The regulatory landscape has changed since the May 6th flash crash. In an effort to prevent a similar occurrence, new circuit breaker type trading halts have been instituted. These circuit breakers are designed to stop trading in any individual security whenever a single trade moves the price by at least 10% from its so-called fair value. Trading is halted for 5 minutes when the circuit breaker parameters are breached.
This idea seems to make sense, right? It is a good faith effort, by the powers that be, to prevent any crazy, unforeseen things happening in the marketplace. While in theory the halts may make sense and work to prevent a future May 6th situation, real life experience tells a far different tale. The regulation is actually causing chaos in the market instead of preventing it. Since the new circuit breaker regulations were placed into action in June, they have been triggered half a dozen times. Out of these 6 times, only one halt was legitimate. You may remember the trading halt in Genzyme on July 23rd. This was the only proper trade halt in the 6 actual times the regulation went into effect. What has happened is that single false positive prints are triggering the circuit breakers. In other words, tiny share amounts have caused erratic halts in a variety of stocks. Citigroup and Cisco are cases in point.
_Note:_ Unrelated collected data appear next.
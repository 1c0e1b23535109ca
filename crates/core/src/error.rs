//! Error types for the RTSP redirect resolver.

use std::fmt;

/// Errors that can end a redirect negotiation.
///
/// Every variant is terminal for the call. The `Display` text is what a
/// caller shows to the operator, so several variants render the raw server
/// response verbatim.
///
/// - **Address**: [`InvalidAddress`](Self::InvalidAddress).
/// - **Connection**: [`Resolve`](Self::Resolve), [`Io`](Self::Io).
/// - **Server**: [`Protocol`](Self::Protocol), [`Teardown`](Self::Teardown).
/// - **Parsing**: [`Parse`](Self::Parse).
/// - **Redirects**: [`RedirectExhausted`](Self::RedirectExhausted).
#[derive(Debug, thiserror::Error)]
pub enum RtspError {
    /// The stream address does not start with `rtsp://` or has no usable authority.
    #[error("Error: Expecting a URL in form of \"rtsp://....\"")]
    InvalidAddress { address: String },

    /// The host part of the address could not be resolved to a socket address.
    #[error("IPEndPoint Error: {host}: {source}")]
    Resolve {
        host: String,
        #[source]
        source: std::io::Error,
    },

    /// Socket failure during connect, send or receive.
    #[error("Socket Error: {0}")]
    Io(#[from] std::io::Error),

    /// The server answered with a non-200 status. Displays the raw response.
    #[error("{response}")]
    Protocol { status: u16, response: String },

    /// A response was missing a field the negotiation depends on.
    #[error("{kind}")]
    Parse { kind: ParseErrorKind },

    /// Every PLAY within the redirect budget answered 302.
    #[error("Error: Gave up after {hops} redirects without a successful PLAY")]
    RedirectExhausted { hops: u32 },

    /// The final TEARDOWN failed after the redirect address was already known.
    #[error("{response}")]
    Teardown { status: u16, response: String },

    /// The client RTP/RTCP pair derived from the local port does not fit in 16 bits.
    #[error("port range exhausted (client port pair beyond u16 range)")]
    PortRangeExhausted,
}

impl RtspError {
    pub(crate) fn parse(kind: ParseErrorKind) -> Self {
        RtspError::Parse { kind }
    }
}

/// Specific kind of response parse failure.
#[derive(Debug)]
pub enum ParseErrorKind {
    /// The response does not carry the `RTSP/1.0` version token.
    MissingVersion,
    /// The three status digits after the version token are not a number.
    InvalidStatusLine,
    /// A header line did not contain a colon separator.
    InvalidHeader,
    /// The response filled the whole receive buffer.
    ResponseTooLarge { capacity: usize },
    /// SETUP succeeded but the response had no usable `Session` header.
    MissingSession { response: String },
    /// DESCRIBE advertised a relative control attribute without `Content-Base`.
    MissingContentBase,
    /// DESCRIBE advertised an absolute control URI and the policy rejects it.
    AbsoluteControlUri { control: String },
    /// PLAY answered 302 without a `Location` header.
    MissingLocation { response: String },
    /// PLAY answered 302 with a `Location` that is not an `rtsp://` address.
    MalformedLocation { location: String },
}

impl fmt::Display for ParseErrorKind {
    fn fmt(&self, f: &mut fmt::Formatter<'_>) -> fmt::Result {
        match self {
            Self::MissingVersion => write!(f, "Error: Response is missing the RTSP/1.0 version"),
            Self::InvalidStatusLine => write!(f, "Error: Invalid status line in response"),
            Self::InvalidHeader => write!(f, "Error: Invalid header line in response"),
            Self::ResponseTooLarge { capacity } => write!(
                f,
                "Socket Error: Response filled the {capacity}-byte receive buffer; increase the buffer size"
            ),
            Self::MissingSession { response } => {
                write!(f, "Error: Unable to get session id\r\n{response}")
            }
            Self::MissingContentBase => write!(f, "Error: Cannot find Content-Base in Describe"),
            Self::AbsoluteControlUri { control } => {
                write!(f, "Error: Absolute control URI not supported: {control}")
            }
            Self::MissingLocation { response } => write!(
                f,
                "Error: No redirect address and one was expected\r\n{response}"
            ),
            Self::MalformedLocation { location } => {
                write!(f, "Error: Malformed redirect address: {location}")
            }
        }
    }
}

/// Convenience alias for `Result<T, RtspError>`.
pub type Result<T> = std::result::Result<T, RtspError>;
FINRA, NYSE Euronext, and Nasdaq OMX are taking steps to prevent single small trades from triggering the circuit breakers. They have proposed to keep the 10% rule but only halt trading if the trade is within the NBBO. Trades occurring 10% away from fair value and outside the NBBO, while not immediately triggering a halt, will be monitored closely. If 3 or more trades occur in the same manner, the halt will be instituted. While these new market driven proposals are a step in the right direction, more study needs to be done. For example, the new FINRA rules proposal does not take into consideration intermarket sweep orders that take place outside of the NBBO.